■ Work instruction
All that is wanted is a word-for-word copy of the data from its first line to the line containing "use std::path::Path;", both included.

■ Data for this exercise
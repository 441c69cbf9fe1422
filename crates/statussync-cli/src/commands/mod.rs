//! Command implementations.

pub mod classify;
pub mod config;
pub mod extract;
pub mod list;
pub mod run;

pub use self::classify::execute_classify;
pub use self::config::execute_config;
pub use self::extract::execute_extract;
pub use self::list::execute_list;
pub use self::run::execute_run;
//! Prompt templates for classification and extraction
//!
//! Templates are plain text with `{name}` placeholders; `{{` and `}}` stand
//! for literal braces. Rendering fails on an unknown placeholder or a stray
//! brace, and the caller treats that like a gateway failure.

use std::fmt;
use std::fs;
use std::path::Path;
use thiserror::Error;
use tracing::{debug, warn};

/// The three named templates
#[derive(Debug, Clone, Copy, PartialEq, Eq, Hash)]
pub enum TemplateKind {
    /// Classify one subject
    Classification,
    /// Classify a numbered list of subjects
    BatchClassification,
    /// Extract fields from one email
    Extraction,
}

impl TemplateKind {
    /// All template kinds
    pub const ALL: [TemplateKind; 3] = [
        TemplateKind::Classification,
        TemplateKind::BatchClassification,
        TemplateKind::Extraction,
    ];

    /// File name of the template inside a template directory
    pub fn file_name(&self) -> &'static str {
        match self {
            TemplateKind::Classification => "classification_template.txt",
            TemplateKind::BatchClassification => "batch_classification_template.txt",
            TemplateKind::Extraction => "extraction_template.txt",
        }
    }
}

impl fmt::Display for TemplateKind {
    fn fmt(&self, f: &mut fmt::Formatter<'_>) -> fmt::Result {
        let name = match self {
            TemplateKind::Classification => "classification",
            TemplateKind::BatchClassification => "batch classification",
            TemplateKind::Extraction => "extraction",
        };
        f.write_str(name)
    }
}

/// Errors building a prompt
#[derive(Error, Debug, Clone, PartialEq, Eq)]
pub enum TemplateError {
    /// Template was never loaded
    #[error("Template not available: {0}")]
    Missing(TemplateKind),

    /// Placeholder with no value
    #[error("Unknown placeholder: {{{0}}}")]
    UnknownPlaceholder(String),

    /// `{` without a closing `}`
    #[error("Unterminated placeholder at byte {0}")]
    Unterminated(usize),

    /// `}` that is neither doubled nor closing a placeholder
    #[error("Unmatched '}}' at byte {0}")]
    UnmatchedBrace(usize),

    /// Template directory could not be read
    #[error("Template directory error: {0}")]
    Directory(String),
}

/// Substitute `values` into `template` in a single pass
///
/// Substituted values are not scanned again, so braces inside them are
/// kept verbatim.
///
/// # Examples
///
/// ```
/// use statussync_pipeline::prompt::render;
///
/// let prompt = render("Subject: {email_subject} {{json}}", &[("email_subject", "Hi {you}")]).unwrap();
/// assert_eq!(prompt, "Subject: Hi {you} {json}");
/// assert!(render("{missing}", &[]).is_err());
/// ```
pub fn render(template: &str, values: &[(&str, &str)]) -> Result<String, TemplateError> {
    let mut out = String::with_capacity(template.len());
    let mut chars = template.char_indices().peekable();

    while let Some((at, c)) = chars.next() {
        match c {
            '{' => {
                if matches!(chars.peek(), Some((_, '{'))) {
                    chars.next();
                    out.push('{');
                    continue;
                }
                let mut name = String::new();
                loop {
                    match chars.next() {
                        Some((_, '}')) => break,
                        Some((_, ch)) => name.push(ch),
                        None => return Err(TemplateError::Unterminated(at)),
                    }
                }
                let value = values
                    .iter()
                    .find(|(key, _)| *key == name)
                    .map(|(_, value)| *value)
                    .ok_or(TemplateError::UnknownPlaceholder(name))?;
                out.push_str(value);
            }
            '}' => {
                if matches!(chars.peek(), Some((_, '}'))) {
                    chars.next();
                    out.push('}');
                } else {
                    return Err(TemplateError::UnmatchedBrace(at));
                }
            }
            c => out.push(c),
        }
    }

    Ok(out)
}

/// Subjects as a numbered list, one per line: `1. subject`
pub fn numbered_list<S: AsRef<str>>(subjects: &[S]) -> String {
    subjects
        .iter()
        .enumerate()
        .map(|(i, subject)| format!("{}. {}", i + 1, subject.as_ref()))
        .collect::<Vec<_>>()
        .join("\n")
}

/// At most the first `max_chars` characters of `text`
pub fn truncate_chars(text: &str, max_chars: usize) -> &str {
    match text.char_indices().nth(max_chars) {
        Some((end, _)) => &text[..end],
        None => text,
    }
}

/// The set of loaded templates
#[derive(Debug, Clone, Default, PartialEq, Eq)]
pub struct PromptTemplates {
    classification: Option<String>,
    batch_classification: Option<String>,
    extraction: Option<String>,
}

impl PromptTemplates {
    /// No templates loaded
    pub fn empty() -> Self {
        Self::default()
    }

    /// Templates compiled into the binary
    pub fn builtin() -> Self {
        Self::empty()
            .with_template(
                TemplateKind::Classification,
                include_str!("../prompt_templates/classification_template.txt"),
            )
            .with_template(
                TemplateKind::BatchClassification,
                include_str!("../prompt_templates/batch_classification_template.txt"),
            )
            .with_template(
                TemplateKind::Extraction,
                include_str!("../prompt_templates/extraction_template.txt"),
            )
    }

    /// Load templates from a directory
    ///
    /// A missing file leaves that template unavailable; only an unreadable
    /// directory is an error.
    pub fn load_dir(dir: &Path) -> Result<Self, TemplateError> {
        if !dir.is_dir() {
            return Err(TemplateError::Directory(format!(
                "{} is not a directory",
                dir.display()
            )));
        }

        let mut templates = Self::empty();
        for kind in TemplateKind::ALL {
            let path = dir.join(kind.file_name());
            match fs::read_to_string(&path) {
                Ok(text) => {
                    debug!(template = %kind, path = %path.display(), "Loaded template");
                    templates = templates.with_template(kind, text);
                }
                Err(e) => warn!(template = %kind, path = %path.display(), error = %e, "Template not loaded"),
            }
        }
        Ok(templates)
    }

    /// Set one template
    pub fn with_template(mut self, kind: TemplateKind, text: impl Into<String>) -> Self {
        *self.slot(kind) = Some(text.into());
        self
    }

    fn slot(&mut self, kind: TemplateKind) -> &mut Option<String> {
        match kind {
            TemplateKind::Classification => &mut self.classification,
            TemplateKind::BatchClassification => &mut self.batch_classification,
            TemplateKind::Extraction => &mut self.extraction,
        }
    }

    /// Text of one template
    pub fn get(&self, kind: TemplateKind) -> Result<&str, TemplateError> {
        let text = match kind {
            TemplateKind::Classification => &self.classification,
            TemplateKind::BatchClassification => &self.batch_classification,
            TemplateKind::Extraction => &self.extraction,
        };
        text.as_deref().ok_or(TemplateError::Missing(kind))
    }

    /// Whether a template is loaded
    pub fn has(&self, kind: TemplateKind) -> bool {
        self.get(kind).is_ok()
    }

    /// Prompt classifying one subject
    pub fn classification(&self, subject: &str) -> Result<String, TemplateError> {
        render(
            self.get(TemplateKind::Classification)?,
            &[("email_subject", subject)],
        )
    }

    /// Prompt classifying a list of subjects
    pub fn batch_classification<S: AsRef<str>>(&self, subjects: &[S]) -> Result<String, TemplateError> {
        let listed = numbered_list(subjects);
        render(
            self.get(TemplateKind::BatchClassification)?,
            &[("email_subjects", &listed)],
        )
    }

    /// Prompt extracting fields from one email
    ///
    /// Only the first `max_body_chars` characters of the body are used.
    pub fn extraction(
        &self,
        subject: &str,
        sender: &str,
        body: &str,
        max_body_chars: usize,
    ) -> Result<String, TemplateError> {
        render(
            self.get(TemplateKind::Extraction)?,
            &[
                ("email_subject", subject),
                ("email_sender", sender),
                ("email_body", truncate_chars(body, max_body_chars)),
            ],
        )
    }
}

#[cfg(test)]
mod tests {
    use super::*;
    use std::fs;
    use tempfile::TempDir;

    #[test]
    fn test_render_escapes() {
        let out = render("{{\"a\": \"{v}\"}}", &[("v", "1")]).unwrap();
        assert_eq!(out, "{\"a\": \"1\"}");
    }

    #[test]
    fn test_render_errors() {
        assert_eq!(
            render("Hello {name}", &[]).unwrap_err(),
            TemplateError::UnknownPlaceholder("name".to_string())
        );
        assert_eq!(render("Hello {name", &[("name", "x")]).unwrap_err(), TemplateError::Unterminated(6));
        assert_eq!(render("a } b", &[]).unwrap_err(), TemplateError::UnmatchedBrace(2));
        assert!(matches!(render("{}", &[]), Err(TemplateError::UnknownPlaceholder(_))));
    }

    #[test]
    fn test_numbered_list() {
        assert_eq!(numbered_list(&["a", "b"]), "1. a\n2. b");
        assert_eq!(numbered_list::<&str>(&[]), "");
    }

    #[test]
    fn test_truncate_counts_characters() {
        assert_eq!(truncate_chars("héllo", 2), "hé");
        assert_eq!(truncate_chars("abc", 10), "abc");
        assert_eq!(truncate_chars("abc", 0), "");
    }

    #[test]
    fn test_builtin_templates_render() {
        let templates = PromptTemplates::builtin();
        for kind in TemplateKind::ALL {
            assert!(templates.has(kind), "{} missing", kind);
        }
        assert!(templates.classification("Your application").unwrap().contains("Your application"));
        assert!(templates.batch_classification(&["x", "y"]).unwrap().contains("2. y"));
        let prompt = templates
            .extraction("Offer", "hr@acme.com", "Welcome aboard", 1500)
            .unwrap();
        assert!(prompt.contains("hr@acme.com"));
        assert!(prompt.contains("Welcome aboard"));
    }

    #[test]
    fn test_missing_template() {
        let templates = PromptTemplates::empty().with_template(TemplateKind::Classification, "{email_subject}");
        assert_eq!(templates.classification("x").unwrap(), "x");
        assert_eq!(
            templates.extraction("s", "f", "b", 10).unwrap_err(),
            TemplateError::Missing(TemplateKind::Extraction)
        );
    }

    #[test]
    fn test_load_dir_with_partial_templates() {
        let dir = TempDir::new().unwrap();
        fs::write(
            dir.path().join("classification_template.txt"),
            "Is this job related? {email_subject}",
        )
        .unwrap();

        let templates = PromptTemplates::load_dir(dir.path()).unwrap();
        assert!(templates.has(TemplateKind::Classification));
        assert!(!templates.has(TemplateKind::BatchClassification));
        assert!(!templates.has(TemplateKind::Extraction));
    }

    #[test]
    fn test_load_dir_rejects_missing_dir() {
        let result = PromptTemplates::load_dir(Path::new("/nonexistent/templates"));
        assert!(matches!(result, Err(TemplateError::Directory(_))));
    }
}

■ Solved exercise
repository 441c69cbf9fe1422
filename crates/statussync-cli/src/commands/mod.rs
//! Command implementations.

pub mod classify;
pub mod config;
pub mod extract;
pub mod list;
pub mod run;

pub use self::classify::execute_classify;
pub use self::config::execute_config;
pub use self::extract::execute_extract;
pub use self::list::execute_list;
pub use self::run::execute_run;
//! Prompt templates for classification and extraction
//!
//! Templates are plain text with `{name}` placeholders; `{{` and `}}` stand
//! for literal braces. Rendering fails on an unknown placeholder or a stray
//! brace, and the caller treats that like a gateway failure.

use std::fmt;
use std::fs;
use std::path::Path;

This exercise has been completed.